Stored data entries
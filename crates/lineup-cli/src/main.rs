// Lineup CLI entry point.
//
// 1. Initialize tracing (stderr; stdout carries the report)
// 2. Parse arguments
// 3. Load config, squad, select, render

use anyhow::Context;
use lineup_cli::cli::{self, Args};
use tracing::info;

fn main() -> anyhow::Result<()> {
    init_tracing()?;

    let args = Args::parse(std::env::args().skip(1))?;
    if args.help {
        print!("{}", cli::USAGE);
        return Ok(());
    }

    info!("lineup starting up");
    let report = cli::run(&args)?;
    print!("{report}");
    Ok(())
}

/// Initialize tracing to stderr.
fn init_tracing() -> anyhow::Result<()> {
    use tracing_subscriber::fmt;
    use tracing_subscriber::EnvFilter;

    let subscriber = fmt::Subscriber::builder()
        .with_env_filter(
            EnvFilter::try_from_default_env()
                .unwrap_or_else(|_| EnvFilter::new("lineup=info,lineup_cli=info,lineup_core=info,warn")),
        )
        .with_writer(std::io::stderr)
        .with_ansi(false)
        .with_target(true)
        .with_line_number(true)
        .finish();

    tracing::subscriber::set_global_default(subscriber)
        .context("failed to set tracing subscriber")?;

    Ok(())
}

PROBLEM TO SOLVE:
Write out once more the lines above beginning at the line with "EnvFilter::try_from_default_env()"; continue through the final line and stop there.

TASK RESPONSE:
            EnvFilter::try_from_default_env()
                .unwrap_or_else(|_| EnvFilter::new("lineup=info,lineup_cli=info,lineup_core=info,warn")),
        )
        .with_writer(std::io::stderr)
        .with_ansi(false)
        .with_target(true)
        .with_line_number(true)
        .finish();

    tracing::subscriber::set_global_default(subscriber)
        .context("failed to set tracing subscriber")?;

    Ok(())
}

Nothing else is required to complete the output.